Benefits of bendable lights

So what can be done with bendable lights and displays and why would anyone want them?

Inventors, entrepreneurs, manufacturers and consumers will ultimately answer those questions, but a few intriguing possibilities already exist.

Bendable phones and tablets offer the promise of better durability – it’s hard to break a flexible screen, after all – but also more display space.

A smartphone could have a regular 2.5-inch-wide screen, but also unfold – like a book – to reveal a second five-inch-wide screen on its inside. Such a large screen could be more desirable for watching videos or reading texts such as e-books.

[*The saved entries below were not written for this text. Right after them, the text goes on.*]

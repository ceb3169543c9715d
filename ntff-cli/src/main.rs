//! NTFF CLI Tool
//!
//! Command-line interface for inspecting and playing annotated projects.

use anyhow::{bail, Context, Result};
use clap::{Parser, Subcommand, ValueEnum};
use ntff_core::{
    BaseMode, Comparison, EditAction, FeatureEdit, FeatureList, FrameId, PlayTimeline, Project,
    SelectionRequest,
};
use ntff_media::FfmpegBackend;
use ntff_player::{
    Block, BlockFlags, Controller, DemuxStatus, EsFormat, EsId, MediaBackend, PlayerConfig,
    SinkControl, StreamSink, SyntheticBackend, Tick,
};
use serde::Serialize;
use std::fs::File;
use std::io::{BufReader, BufWriter};
use std::path::{Path, PathBuf};
use std::sync::atomic::{AtomicBool, AtomicU64, AtomicUsize, Ordering};
use std::sync::Arc;
use tracing_subscriber::EnvFilter;

#[derive(Parser)]
#[command(name = "ntff")]
#[command(about = "NTFF - play video with annotated scenes skipped")]
#[command(version)]
struct Cli {
    /// Log debug output (RUST_LOG overrides)
    #[arg(short, long, global = true)]
    verbose: bool,

    #[command(subcommand)]
    command: Commands,
}

#[derive(Subcommand)]
enum Commands {
    /// Print the kept intervals of a project
    Timeline {
        /// Project manifest (JSON)
        project: PathBuf,

        #[command(flatten)]
        selection: SelectionArgs,
    },

    /// Play a project through FFmpeg and report delivery statistics
    Play {
        /// Project manifest (JSON)
        project: PathBuf,

        #[command(flatten)]
        selection: SelectionArgs,

        #[command(flatten)]
        playback: PlaybackArgs,
    },

    /// Play a project over generated media and report delivery statistics
    Simulate {
        /// Project manifest (JSON)
        project: PathBuf,

        #[command(flatten)]
        selection: SelectionArgs,

        #[command(flatten)]
        playback: PlaybackArgs,
    },
}

#[derive(Clone, Copy, ValueEnum)]
enum Base {
    /// Everything plays unless removed
    Keep,
    /// Nothing plays unless added
    Skip,
}

#[derive(clap::Args)]
struct SelectionArgs {
    /// Starting point for the edits
    #[arg(long, value_enum)]
    base: Option<Base>,

    /// Play a feature's band: NAME, NAME:MIN:MAX or NAME:OP:VALUE (OP one of < > <= >=)
    #[arg(long, value_name = "EDIT")]
    add: Vec<String>,

    /// Skip a feature's band, same forms as --add
    #[arg(long, value_name = "EDIT")]
    remove: Vec<String>,

    /// Apply the edits to regions the feature does not annotate as well
    #[arg(long)]
    affect_unmarked: bool,
}

#[derive(clap::Args)]
struct PlaybackArgs {
    /// Seek to every interval instead of preparing it in the background
    #[arg(long)]
    no_prefetch: bool,

    /// Frames kept for duplicate detection
    #[arg(long, default_value = "10")]
    window: usize,

    /// Write the report as JSON to this file
    #[arg(long)]
    report: Option<PathBuf>,
}

fn main() -> Result<()> {
    let cli = Cli::parse();

    let default_level = if cli.verbose { "debug" } else { "info" };
    let _ = tracing_subscriber::fmt()
        .with_env_filter(
            EnvFilter::try_from_default_env().unwrap_or_else(|_| EnvFilter::new(default_level)),
        )
        .try_init();

    match cli.command {
        Commands::Timeline { project, selection } => show_timeline(&project, &selection)?,

        Commands::Play {
            project,
            selection,
            playback,
        } => {
            let loaded = Project::load(&project).context("Failed to load project")?;
            run_playback(&FfmpegBackend::new(), &loaded, &selection, &playback)?
        }

        Commands::Simulate {
            project,
            selection,
            playback,
        } => {
            let loaded = read_project(&project)?;
            let backend = SyntheticBackend::for_project(&loaded);
            run_playback(&backend, &loaded, &selection, &playback)?
        }
    }

    Ok(())
}

/// Reads a manifest without resolving its source paths
fn read_project(path: &Path) -> Result<Project> {
    let file = File::open(path).context("Failed to open project file")?;
    Project::read(BufReader::new(file)).context("Failed to read project")
}

fn selection_request(
    features: &FeatureList,
    args: &SelectionArgs,
) -> Result<Option<SelectionRequest>> {
    if args.base.is_none() && args.add.is_empty() && args.remove.is_empty() {
        return Ok(None);
    }
    let base = match args.base.unwrap_or(Base::Keep) {
        Base::Keep => BaseMode::KeepAll,
        Base::Skip => BaseMode::SkipAll,
    };

    let mut request = SelectionRequest::new(base);
    let edits = args
        .add
        .iter()
        .map(|edit| (edit, EditAction::Add))
        .chain(args.remove.iter().map(|edit| (edit, EditAction::Remove)));
    for (edit, action) in edits {
        let edit = parse_edit(features, edit, action)?.affecting_unmarked(args.affect_unmarked);
        request = request.with_edit(edit);
    }
    Ok(Some(request))
}

fn parse_edit(features: &FeatureList, text: &str, action: EditAction) -> Result<FeatureEdit> {
    let parts: Vec<&str> = text.split(':').collect();
    let (name, band) = match parts.as_slice() {
        [name] => (*name, None),
        [name, low, high] => (*name, Some((*low, *high))),
        _ => bail!("Invalid edit '{}', expected NAME, NAME:MIN:MAX or NAME:OP:VALUE", text),
    };
    let feature = features.position(name)?;

    let edit = match band {
        None => FeatureEdit::new(feature, action, i8::MIN, i8::MAX),
        Some((op, value)) if op.parse::<Comparison>().is_ok() => {
            let comparison: Comparison = op.parse()?;
            let value: i8 = value.parse().context("Invalid intensity")?;
            FeatureEdit::compare(feature, action, comparison, value)?
        }
        Some((min, max)) => FeatureEdit::new(
            feature,
            action,
            min.parse().context("Invalid minimum intensity")?,
            max.parse().context("Invalid maximum intensity")?,
        ),
    };
    Ok(edit)
}

fn show_timeline(path: &Path, args: &SelectionArgs) -> Result<()> {
    let project = read_project(path)?;
    let mut features = project.feature_list();
    if let Some(request) = selection_request(&features, args)? {
        features
            .apply(&request)
            .context("Failed to apply selection")?;
    }

    let mut timeline = PlayTimeline::new(project.whole_duration(), project.placements());
    let length = timeline.rebuild(&features);

    print_features(&features);

    println!("\n=== Kept intervals ===");
    for interval in timeline.intervals() {
        let source = project
            .sources
            .iter()
            .find(|source| source.placement.contains(interval.start))
            .map(|source| source.path.display().to_string())
            .unwrap_or_default();
        println!(
            "  {:>8} - {:>8}  ({} frames)  {}",
            interval.start,
            interval.end,
            interval.length(),
            source
        );
    }
    println!(
        "\nKept: {} of {} frames ({:.2} of {:.2} seconds)",
        length,
        project.whole_duration(),
        seconds(&project, length),
        seconds(&project, project.whole_duration())
    );
    Ok(())
}

fn print_features(features: &FeatureList) {
    println!("=== Features ({:?}) ===", features.mode());
    for feature in features.iter() {
        let (min, max) = feature.selection();
        let (rec_min, rec_max) = feature.recommended();
        println!(
            "  {}: {} intervals, intensities {:?}, recommended {}..={}, selected {}..={}{}{}",
            feature.name(),
            feature.intervals().len(),
            feature.intensities(),
            rec_min,
            rec_max,
            min,
            max,
            if feature.active() { "" } else { " (inactive)" },
            if feature.inverted() { " (removed)" } else { "" }
        );
    }
}

fn seconds(project: &Project, frames: FrameId) -> f64 {
    frames as f64 / project.fps
}

/// Delivery statistics of one playback run
#[derive(Debug, Serialize)]
struct PlaybackReport {
    kept_frames: FrameId,
    kept_seconds: f64,
    presented_frames: u64,
    preroll_frames: u64,
    trailing_frames: u64,
    dropped_blocks: u64,
    clock_requests_suppressed: u64,
    interval_switches: u64,
    prefetch_hits: u64,
    cold_seeks: u64,
    prefetch_failures: u64,
    prefetch_waits: u64,
    output_streams: usize,
    blocks_delivered: u64,
    last_time: Tick,
    monotonic: bool,
}

fn run_playback<B: MediaBackend>(
    backend: &B,
    project: &Project,
    selection: &SelectionArgs,
    args: &PlaybackArgs,
) -> Result<()> {
    let config = PlayerConfig {
        prefetch: !args.no_prefetch,
        duplicate_window: args.window,
        ..PlayerConfig::default()
    };

    let (sink, counters) = CountingSink::new();
    let mut controller = Controller::open(backend, project, Box::new(sink), config)
        .context("Failed to open player")?;

    let handle = controller.selection_handle();
    if let Some(request) = selection_request(&handle.features(), selection)? {
        let length = handle
            .preview_length(&request)
            .context("Failed to apply selection")?;
        println!("Selection keeps {} frames", length);
        handle.open_settings();
        handle.confirm(request);
    }

    while controller.demux().context("Playback failed")? == DemuxStatus::Continue {}

    let stats = controller.stats();
    let kept_frames = handle.kept_length();
    let report = PlaybackReport {
        kept_frames,
        kept_seconds: seconds(project, kept_frames),
        presented_frames: stats.sink.presented,
        preroll_frames: stats.sink.preroll,
        trailing_frames: stats.sink.trailing,
        dropped_blocks: stats.sink.dropped,
        clock_requests_suppressed: stats.sink.clock_suppressed,
        interval_switches: stats.interval_switches,
        prefetch_hits: stats.prefetch_hits,
        cold_seeks: stats.cold_seeks,
        prefetch_failures: stats.prefetch_failures,
        prefetch_waits: stats.prefetch_waits,
        output_streams: counters.streams.load(Ordering::Relaxed),
        blocks_delivered: counters.blocks.load(Ordering::Relaxed),
        last_time: controller.time(),
        monotonic: !counters.backwards.load(Ordering::Relaxed),
    };
    controller.close();

    match &args.report {
        Some(path) => {
            let file = File::create(path).context("Failed to create report file")?;
            serde_json::to_writer_pretty(BufWriter::new(file), &report)
                .context("Failed to write report")?;
            println!("Report written to {}", path.display());
        }
        None => print_report(&report),
    }
    Ok(())
}

fn print_report(report: &PlaybackReport) {
    println!("\n=== Playback ===");
    println!(
        "Kept: {} frames ({:.2} seconds)",
        report.kept_frames, report.kept_seconds
    );
    println!(
        "Presented: {} frames, preroll {}, trailing {}",
        report.presented_frames, report.preroll_frames, report.trailing_frames
    );
    println!(
        "Intervals: {} switches, {} prefetched ({} waited), {} seeks, {} prefetch failures",
        report.interval_switches,
        report.prefetch_hits,
        report.prefetch_waits,
        report.cold_seeks,
        report.prefetch_failures
    );
    println!(
        "Output: {} streams, {} blocks, last time {} us, monotonic: {}",
        report.output_streams, report.blocks_delivered, report.last_time, report.monotonic
    );
}

/// Counters shared between the output sink and the report
#[derive(Default)]
struct Counters {
    streams: AtomicUsize,
    blocks: AtomicU64,
    backwards: AtomicBool,
    last_video: AtomicU64,
}

/// Output sink that discards blocks and counts them
struct CountingSink {
    counters: Arc<Counters>,
    video: Option<EsId>,
    next_id: u32,
}

impl CountingSink {
    fn new() -> (Self, Arc<Counters>) {
        let counters = Arc::new(Counters::default());
        let sink = Self {
            counters: Arc::clone(&counters),
            video: None,
            next_id: 0,
        };
        (sink, counters)
    }
}

impl StreamSink for CountingSink {
    fn add_stream(&mut self, format: &EsFormat) -> ntff_player::Result<EsId> {
        let id = EsId(self.next_id);
        self.next_id += 1;
        if format.kind == ntff_player::StreamKind::Video && self.video.is_none() {
            self.video = Some(id);
        }
        self.counters.streams.fetch_add(1, Ordering::Relaxed);
        Ok(id)
    }

    fn send_frame(&mut self, id: EsId, block: Block) -> ntff_player::Result<()> {
        self.counters.blocks.fetch_add(1, Ordering::Relaxed);
        if self.video != Some(id) || block.flags.contains(BlockFlags::PREROLL) {
            return Ok(());
        }
        if let Some(dts) = block.dts {
            // stored as time + 1 so that zero means no frame yet
            let next = dts.max(0) as u64 + 1;
            let previous = self.counters.last_video.swap(next, Ordering::Relaxed);
            if previous >= next {
                self.counters.backwards.store(true, Ordering::Relaxed);
            }
        }
        Ok(())
    }

    fn remove_stream(&mut self, _id: EsId) {}

    fn control(&mut self, _request: SinkControl) -> ntff_player::Result<()> {
        Ok(())
    }
}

“Here’s a big screen when you need it and here’s a smaller screen when you don’t need it,” says Jean Philippe Bouchard, vice-president of mobility and consumer research at IDC Canada.

“It’s going to allow manufacturers to offer something different. Whether or not it’s going to be successful or popular remains to be seen.”

Lighter, flexible lights could also make a big impact in car design and manufacturing, especially with the move toward electrification.

Auto makers are looking for ways to decrease overall weight as heavier vehicles require more battery power. OTI Lumionics’ co-founder Michael Helander foresees replacing big, heavy tail lights with ultra-light OLED “stickers” that wrap around the rear of the vehicle.

“We’re starting to now see a new generation of lighting design,” he says.